How behavioural science helps Singapore tackle climate change
By Yun Xuan Poon
The Ministry of Sustainability and the Environment (MSE) shares how social science research and zero-waste efforts will prepare the nation for a sustainable future.
To deter speeding, Japan built some of its highways to play music when cars drive at exactly the right speed. To reduce littering, the UK introduced ‘ballot bins’, which allow citizens to vote in fun polls with their cigarette butts.
Economists call this ‘nudge theory’. Rather than restricting choices, this approach introduces simple measures to guide people towards better decisions. Singapore has taken on this method in the design and implementation of its sustainability policies.
The Ministry of Sustainability and the Environment (MSE) shares how a combination of behavioural nudges, a circular economy model and sustainable growth will help Singapore face climate change.
Social science research
MSE has turned to social science research to understand citizen motivations and discover more effective ways to encourage environmentally-friendly decisions. There are two ways this helps.
First, surveys allow the Ministry to find out Singaporeans’ perceptions on environmental issues, including household recycling behaviours and public cleanliness. MSE uses the results from these surveys to guide the design and implementation of its policies, a Ministry spokesperson shares.
Second, the Ministry investigates the motivations underlying individual behaviour, so it can “remove potential barriers to action,” it says. For instance, it looks at the factors influencing Singaporeans’ decision to buy local produce, and designs “nudges” to prompt support for homegrown food. This will help to strengthen the country’s food security. Resource-scarce Singapore imports 90 per cent of its food, according to the Singapore Food Agency, but aims to produce 30 per cent of its food locally by 2030.
The Ministry is also bringing citizens onboard to tackle environmental challenges. Last year, it invited citizens to come together and propose solutions for improving household recycling. Another team will work on lowering the excessive consumption of disposables later this year, the Ministry shares. This is a pressing issue in Singapore, which only recycled 4 per cent of its plastics in 2019, reported the National Environment Agency.
Singapore will work towards building a zero-waste nation, and it is placing the onus of recycling and managing waste on companies. It introduced the Resource Sustainability Act, which targets e-waste, food waste and packaging waste. These three types of waste have relatively high generation and low recycling rates, MSE wrote in a press release.
The Act details how companies should manage the three types of waste. Electronic retailers with larger premises will have to set up in-store e-waste collection points. Larger companies will have to submit plans to reduce, reuse and recycle packaging to the government.
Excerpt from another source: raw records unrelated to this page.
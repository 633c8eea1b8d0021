//! 예약 도메인
//!
//! - [`BookingService`] - 예약 생성, 목록, 상태 변경, 가용성 조회
//! - [`BookingError`] - 예약 도메인 에러 분류

pub mod booking_error;
pub mod booking_service;

pub use booking_error::BookingError;
pub use booking_service::{BookingService, NewBooking, Participant};
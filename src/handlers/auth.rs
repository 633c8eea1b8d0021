//! Authentication HTTP Handlers
//!
//! | 메서드 | 경로 | 설명 | 상태 코드 |
//! |--------|------|------|-----------|
//! | `POST` | `/auth/register` | 회원가입 후 토큰 발급 | 201 Created |
//! | `POST` | `/auth/login` | 이메일/비밀번호 로그인 | 200 OK |
//! | `GET` | `/auth/me` | 현재 사용자 정보 (인증 필요) | 200 OK |

use actix_web::{get, post, web, HttpResponse};
use validator::Validate;
use crate::{
    core::errors::AppError,
    domain::{
        dto::users::request::{LoginRequest, RegisterRequest},
        models::auth::AuthenticatedUser,
    },
    handlers::service,
    services::users::AccountService,
};

#[post("/register")]
pub async fn register(
    payload: web::Json<RegisterRequest>,
) -> Result<HttpResponse, AppError> {
    payload.validate()?;

    let accounts = service::<AccountService>()?;
    let response = accounts.register(payload.into_inner()).await?;

    Ok(HttpResponse::Created().json(response))
}

#[post("/login")]
pub async fn login(
    payload: web::Json<LoginRequest>,
) -> Result<HttpResponse, AppError> {
    payload.validate()?;

    let accounts = service::<AccountService>()?;
    let response = accounts.login(payload.into_inner()).await?;

    Ok(HttpResponse::Ok().json(response))
}

/// 토큰의 사용자 정보를 반환합니다.
#[get("")]
pub async fn me(user: AuthenticatedUser) -> Result<HttpResponse, AppError> {
    let accounts = service::<AccountService>()?;
    let response = accounts.current_user(&user.user_id).await?;

    Ok(HttpResponse::Ok().json(response))
}
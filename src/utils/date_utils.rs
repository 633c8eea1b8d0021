//! # 날짜 유틸리티
//!
//! 예약은 달력 날짜 단위로만 다룹니다. 시간대 변환은 하지 않습니다.

use chrono::NaiveDate;
use crate::core::errors::AppError;

/// 예약일 표기 형식
pub const CALENDAR_DATE_FORMAT: &str = "%Y-%m-%d";

/// `YYYY-MM-DD` 문자열을 날짜로 파싱합니다.
///
/// 형식이 맞지 않거나 존재하지 않는 날짜(예: 2월 30일)면 `ValidationError`를 반환합니다.
pub fn parse_calendar_date(value: &str) -> Result<NaiveDate, AppError> {
    NaiveDate::parse_from_str(value.trim(), CALENDAR_DATE_FORMAT).map_err(|_| {
        AppError::ValidationError(format!(
            "날짜 형식이 올바르지 않습니다 (YYYY-MM-DD): {}",
            value
        ))
    })
}

/// 날짜를 `YYYY-MM-DD` 문자열로 변환합니다.
pub fn format_calendar_date(date: NaiveDate) -> String {
    date.format(CALENDAR_DATE_FORMAT).to_string()
}

/// `validator`의 custom 검증 함수로 사용하는 날짜 형식 검사
pub fn validate_calendar_date(value: &str) -> Result<(), validator::ValidationError> {
    parse_calendar_date(value).map(|_| ()).map_err(|_| {
        validator::ValidationError::new("invalid_date")
            .with_message("날짜는 YYYY-MM-DD 형식이어야 합니다".into())
    })
}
Corporations that produce a large amount of food waste, such as hotels and malls, will have to segregate their food waste so it can be converted into animal feed, fertiliser, non-potable water or biogas.
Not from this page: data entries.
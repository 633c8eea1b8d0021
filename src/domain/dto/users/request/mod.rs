pub mod register_request;
pub mod login_request;
pub mod provider_profile_request;
pub mod admin_request;

pub use register_request::RegisterRequest;
pub use login_request::LoginRequest;
pub use provider_profile_request::ProviderProfileRequest;
pub use admin_request::{SetActiveRequest, SetVerificationRequest};
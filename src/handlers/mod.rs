//! # HTTP Request Handlers Module
//!
//! HTTP 요청을 처리하는 핸들러 함수들입니다.
//!
//! ```text
//! Client ──HTTP──▶ Handlers (이 모듈)     ← Web Layer
//!                    │ DTO 검증, 인증 사용자 추출
//!                    ▼
//!                  Services              ← AccountService / ProfileService / BookingService
//!                    ▼
//!                  Repositories          ← UserDirectory / AppointmentStore
//! ```
//!
//! 핸들러는 요청 DTO를 `validator`로 검증한 뒤 서비스를 호출하고,
//! 결과를 응답 DTO로 변환합니다. 에러는 모두 [`AppError`]로 반환되어
//! `ResponseError` 구현이 상태 코드와 `{"error": ...}` 본문을 만듭니다.
//!
//! | 모듈 | 경로 |
//! |------|------|
//! | [`auth`] | `/api/v1/auth/*` |
//! | [`appointments`] | `/api/v1/appointments/*` |
//! | [`providers`] | `/api/v1/providers/*` |
//! | [`admin`] | `/api/v1/admin/*` |

pub mod auth;
pub mod appointments;
pub mod providers;
pub mod admin;

use std::sync::Arc;
use crate::core::{errors::AppError, registry::ServiceLocator};

/// 등록된 서비스를 가져옵니다.
///
/// 시작 시 등록되지 않은 서비스는 500으로 응답합니다.
pub(crate) fn service<T: Send + Sync + 'static>() -> Result<Arc<T>, AppError> {
    ServiceLocator::try_get::<T>().ok_or_else(|| {
        AppError::InternalError(format!(
            "서비스가 등록되지 않았습니다: {}",
            std::any::type_name::<T>()
        ))
    })
}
These requirements encourage environmentally-conscious practices, as well as new business models based on the circular economy, from the private sector. This will be important in Singapore’s efforts to “rally stakeholders and businesses towards sustainable economic growth,” the Ministry says.
Sustainable economic growth
Another key policy for encouraging sustainable business practices is the carbon tax. To help businesses become more energy and carbon-efficient, Singapore imposed a tax of S$5 per tonne of carbon emissions in 2018. Singapore is the first Southeast Asian nation to introduce an economy-wide carbon tax with no exemptions, and it plans to increase this value to between S$10 and S$15 per tonne by 2030.
While Singapore’s carbon tax prices in 2030 will be much lower than the World Bank’s recommendation of US$50 to US$100 per tonne, rolling out the scheme gradually will likely lead to better results, wrote the Asian Development Bank. It highlighted the need for organisations to have time to prepare for compliance actions - Korea implemented its carbon pricing policy just two months after the publication of its first master plan, so many organisations were not prepared for compliance actions.
Singapore is actively involved in international negotiations on climate change to encourage more green action. In 2018, it led ASEAN, China, Japan and South Korea in reaffirming commitments to the Paris Agreement, and discussed ways to step up regional climate action.
Singapore also works with the International Civil Aviation Organization and International Maritime Organization to address greenhouse gas emissions from the international aviation and shipping industries, the Ministry shares.
International partnerships will be crucial as the world heads into more uncertainty, as Singapore learned during the Covid-19 pandemic. When countries went under lockdown, trade and food supply were disrupted - a likely scenario in a world weathered by climate change. Singapore worked with several countries in small groups and participated in regional forums to keep trade lines and supply chains running amidst the crisis.
As a nation with scant resources, Singapore has come up with creative ways to cope with the stressors climate change will bring. Behavioural science, stringent zero-waste policies, and lessons from the pandemic will bring Singapore into a more sustainable future.